Wednesday, September 19, 2012

How Do I Fix My RV?

It is estimated that there are over 8 million people in the United States that have an RV (pop-up, tow behind, truck camper, or motorhome) in their life and of these numbers, over 1 million have embraced the full-time lifestyle. With this many units on the road, there are always questions that need to be answered. How do I prepare for a trip? Where is a good place to stay? How do I empty my holding tanks? What can I cook?

These and many, many others questions have been asked for years. fortunately, there are many ways to find answers but unfortunately sometimes these sources are hard to find. There are forums, blogs, and vast quantities of ebooks available for the average consumer.
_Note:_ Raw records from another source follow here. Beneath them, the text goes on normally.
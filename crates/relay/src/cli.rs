use std::time::Duration;

use crate::config::{DEFAULT_BASE_URL, DEFAULT_MODEL, DEFAULT_PROMPT, RelayConfig};
use crate::error::ConfigError;
use crate::logging::LoggingConfig;

#[derive(Debug, clap::Parser)]
#[command(
    author,
    version,
    about,
    long_about = "Relays TravelSage prompts to an OpenAI-compatible chat completions API"
)]
pub struct App {
    #[clap(flatten)]
    pub server: ServerOptions,

    #[clap(flatten)]
    pub relay: RelayOptions,

    #[clap(flatten)]
    pub logging: LoggingConfig,
}

#[derive(Debug, Clone, clap::Args)]
pub struct ServerOptions {
    /// Address to bind
    #[clap(long, env = "RELAY_HOST", default_value = "0.0.0.0")]
    pub host: String,

    /// Port to listen on
    #[clap(long, env = "PORT", default_value = "8080")]
    pub port: u16,
}

impl ServerOptions {
    pub fn addr(&self) -> String {
        format!("{}:{}", self.host, self.port)
    }
}

#[derive(Debug, Clone, clap::Args)]
pub struct RelayOptions {
    /// Completion API credential
    #[clap(long, env = "OPENAI_API_KEY", hide_env_values = true)]
    pub api_key: Option<String>,

    /// Base URL of the OpenAI-compatible API
    #[clap(long, env = "OPENAI_BASE_URL", default_value = DEFAULT_BASE_URL)]
    pub base_url: String,

    /// Model every prompt is sent to
    #[clap(long, env = "RELAY_MODEL", default_value = DEFAULT_MODEL)]
    pub model: String,

    /// Prompt used when a request carries none
    #[clap(long, env = "RELAY_DEFAULT_PROMPT", default_value = DEFAULT_PROMPT)]
    pub default_prompt: String,

    /// Timeout for a completion call, in seconds. Unset waits indefinitely.
    #[clap(long, env = "RELAY_TIMEOUT_SECS")]
    pub timeout_secs: Option<u64>,
}

impl TryFrom<&RelayOptions> for RelayConfig {
    type Error = ConfigError;

    fn try_from(options: &RelayOptions) -> Result<Self, Self::Error> {
        let api_key = options
            .api_key
            .as_deref()
            .ok_or(ConfigError::MissingApiKey)?;

        let config = RelayConfig::new(api_key)?
            .with_base_url(options.base_url.as_str())
            .with_model(options.model.as_str())
            .with_default_prompt(options.default_prompt.as_str());

        match options.timeout_secs {
            Some(secs) => config.with_request_timeout(Duration::from_secs(secs)),
            None => Ok(config),
        }
    }
}
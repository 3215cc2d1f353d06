use axum::http::{StatusCode, header};
use axum::response::{IntoResponse, Response};

/// Body returned to the caller for every relay failure.
pub const FAILURE_MESSAGE: &str = "Errore nella chiamata OpenAI";

/// Startup errors. Any of these stops the relay before it binds a socket.
#[derive(thiserror::Error, Debug)]
pub enum ConfigError {
    #[error("OPENAI_API_KEY is not set; the relay cannot authenticate to the completion API")]
    MissingApiKey,

    #[error("OPENAI_API_KEY contains control characters and cannot be sent as a bearer token")]
    InvalidApiKey,

    #[error("request timeout must be greater than zero")]
    ZeroTimeout,

    #[error("failed to build the completion client: {0}")]
    Client(#[from] ai::Error),

    #[error("failed to build the HTTP client: {0}")]
    HttpClient(#[from] reqwest::Error),
}

/// Failure of a single relayed call.
#[derive(thiserror::Error, Debug)]
pub enum RelayError {
    #[error(transparent)]
    Completion(#[from] ai::Error),

    #[error("completion API returned no choices")]
    NoChoices,

    #[error("first completion choice has no content")]
    MissingContent,
}

impl IntoResponse for RelayError {
    fn into_response(self) -> Response {
        (
            StatusCode::INTERNAL_SERVER_ERROR,
            [(header::CONTENT_TYPE, "text/plain; charset=utf-8")],
            FAILURE_MESSAGE,
        )
            .into_response()
    }
}
/// The main error type for the AI [`crate`].
#[derive(thiserror::Error, Debug)]
pub enum Error {
    #[error(transparent)]
    ReqwestError(#[from] reqwest::Error),

    /// A client was built without a credential.
    #[error("API key is required")]
    MissingApiKey,

    /// A header could not be built from the configured credential.
    #[error("Invalid value for header {0}: {1}")]
    InvalidHeaderValue(String, reqwest::header::InvalidHeaderValue),

    /// The completion API answered with a non-success status.
    #[error("API request failed with status {status}: {body}")]
    ApiError {
        status: reqwest::StatusCode,
        body: String,
    },

    /// Represents [`crate::chat_completions::ChatCompletionRequestBuilder`] errors.
    #[error(transparent)]
    ChatCompletionRequestBuilderError(
        #[from] crate::chat_completions::ChatCompletionRequestBuilderError,
    ),

    /// Catches any other error types that don't fit into the above categories.
    #[error("OtherError: {0}")]
    OtherError(Box<dyn std::error::Error + Send + Sync + 'static>),
}

/// A specialized [`Result`] type for this ai [`crate`].
///
/// # Examples
///
/// ```
/// fn relay_prompt() -> ai::Result<()> {
///     // call into the completion client here
///     Ok(())
/// }
/// ```
pub type Result<T> = std::result::Result<T, Error>;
But I must caution you to "let the buyer beware".

We are all aware of the one or two individuals in our lives who are experts on everything but masters of nothing. Well the same is true in the RV world. I have seen many ebooks and short essays describing how to do a process or fix a problem which, to one that has no knowledge, sounds wonderful, but in fact is completely wrong. How do I recognize this? Experience. I have been camping for over 50 years, starting out in a tent with my parents and moving up to a motorhome that I have now. I love the lifestyle. But with all these years (and I am far from being done yet!) came problems and repairs that had to be done... and also learning some new things from more experienced people around me. Now don't get me wrong, I am all for the RV repair places. Sometimes a job is best left to those professionals who are trained in a certain area. But sometimes the "amateur professional" (like me) can perform the same repairs the same way using the same parts for a fraction of the price.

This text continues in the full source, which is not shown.